Description of the task
The exercise calls for every entry that follows to be repeated exactly.

(Extracted material Opens)

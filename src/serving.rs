//! Serving-time entry point: one slot of serialized records in, one
//! normalized batch out.

use std::collections::HashMap;

use log::debug;

use crate::error::{RankDataError, Result};
use crate::feature::spec::FeatureSpecs;
use crate::sequence::normalize::NormalizedBatch;
use crate::sequence::parser::SequenceExampleParser;

/// Name of the single input slot a receiver accepts.
pub const SEQUENCE_EXAMPLE_INPUT: &str = "sequence_example";

/// Receives serialized `SequenceExample` records at serving time.
///
/// Context and example specs should only hold features available at serving
/// time (no labels or weights).
#[derive(Debug, Clone)]
pub struct ServingInputReceiver {
    parser: SequenceExampleParser,
    default_batch_size: Option<usize>,
}

/// Build a receiver. `input_size` of `None` keeps the list size dynamic;
/// `default_batch_size` of `None` accepts any batch size.
pub fn build_serving_input_receiver(
    input_size: Option<usize>,
    context_specs: FeatureSpecs,
    example_specs: FeatureSpecs,
    default_batch_size: Option<usize>,
) -> Result<ServingInputReceiver> {
    let parser = SequenceExampleParser::new(context_specs, example_specs, input_size)?;
    Ok(ServingInputReceiver::new(parser, default_batch_size))
}

impl ServingInputReceiver {
    pub fn new(parser: SequenceExampleParser, default_batch_size: Option<usize>) -> Self {
        Self {
            parser,
            default_batch_size,
        }
    }

    /// The names of the slots `receive` expects.
    pub fn input_names(&self) -> [&'static str; 1] {
        [SEQUENCE_EXAMPLE_INPUT]
    }

    pub fn default_batch_size(&self) -> Option<usize> {
        self.default_batch_size
    }

    pub fn parser(&self) -> &SequenceExampleParser {
        &self.parser
    }

    pub fn receive(&self, inputs: &HashMap<String, Vec<Vec<u8>>>) -> Result<NormalizedBatch> {
        if let Some(name) = inputs.keys().find(|name| name.as_str() != SEQUENCE_EXAMPLE_INPUT) {
            return Err(RankDataError::invalid_argument(format!("unexpected input '{name}'")));
        }
        let serialized = inputs.get(SEQUENCE_EXAMPLE_INPUT).ok_or_else(|| {
            RankDataError::invalid_argument(format!("missing input '{SEQUENCE_EXAMPLE_INPUT}'"))
        })?;
        self.receive_serialized(serialized)
    }

    /// Same as [`receive`](Self::receive) with the slot already unpacked.
    pub fn receive_serialized(&self, serialized: &[Vec<u8>]) -> Result<NormalizedBatch> {
        if let Some(expected) = self.default_batch_size {
            if serialized.len() != expected {
                return Err(RankDataError::invalid_argument(format!(
                    "expected a batch of {expected} records, got {}",
                    serialized.len()
                )));
            }
        }
        debug!("serving {} records", serialized.len());
        self.parser.parse(serialized)
    }
}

(Extracted material Closes)

Solution
filename src/serving.rs
//! Serving-time entry point: one slot of serialized records in, one
//! normalized batch out.

use std::collections::HashMap;

use log::debug;

use crate::error::{RankDataError, Result};
use crate::feature::spec::FeatureSpecs;
use crate::sequence::normalize::NormalizedBatch;
use crate::sequence::parser::SequenceExampleParser;

/// Name of the single input slot a receiver accepts.
pub const SEQUENCE_EXAMPLE_INPUT: &str = "sequence_example";

/// Receives serialized `SequenceExample` records at serving time.
///
/// Context and example specs should only hold features available at serving
/// time (no labels or weights).
#[derive(Debug, Clone)]
pub struct ServingInputReceiver {
    parser: SequenceExampleParser,
    default_batch_size: Option<usize>,
}

/// Build a receiver. `input_size` of `None` keeps the list size dynamic;
/// `default_batch_size` of `None` accepts any batch size.
pub fn build_serving_input_receiver(
    input_size: Option<usize>,
    context_specs: FeatureSpecs,
    example_specs: FeatureSpecs,
    default_batch_size: Option<usize>,
) -> Result<ServingInputReceiver> {
    let parser = SequenceExampleParser::new(context_specs, example_specs, input_size)?;
    Ok(ServingInputReceiver::new(parser, default_batch_size))
}

impl ServingInputReceiver {
    pub fn new(parser: SequenceExampleParser, default_batch_size: Option<usize>) -> Self {
        Self {
            parser,
            default_batch_size,
        }
    }

    /// The names of the slots `receive` expects.
    pub fn input_names(&self) -> [&'static str; 1] {
        [SEQUENCE_EXAMPLE_INPUT]
    }

    pub fn default_batch_size(&self) -> Option<usize> {
        self.default_batch_size
    }

    pub fn parser(&self) -> &SequenceExampleParser {
        &self.parser
    }

    pub fn receive(&self, inputs: &HashMap<String, Vec<Vec<u8>>>) -> Result<NormalizedBatch> {
        if let Some(name) = inputs.keys().find(|name| name.as_str() != SEQUENCE_EXAMPLE_INPUT) {
            return Err(RankDataError::invalid_argument(format!("unexpected input '{name}'")));
        }
        let serialized = inputs.get(SEQUENCE_EXAMPLE_INPUT).ok_or_else(|| {
            RankDataError::invalid_argument(format!("missing input '{SEQUENCE_EXAMPLE_INPUT}'"))
        })?;
        self.receive_serialized(serialized)
    }

    /// Same as [`receive`](Self::receive) with the slot already unpacked.
    pub fn receive_serialized(&self, serialized: &[Vec<u8>]) -> Result<NormalizedBatch> {
        if let Some(expected) = self.default_batch_size {
            if serialized.len() != expected {
                return Err(RankDataError::invalid_argument(format!(
                    "expected a batch of {expected} records, got {}",
                    serialized.len()
                )));
            }
        }
        debug!("serving {} records", serialized.len());
        self.parser.parse(serialized)
    }
}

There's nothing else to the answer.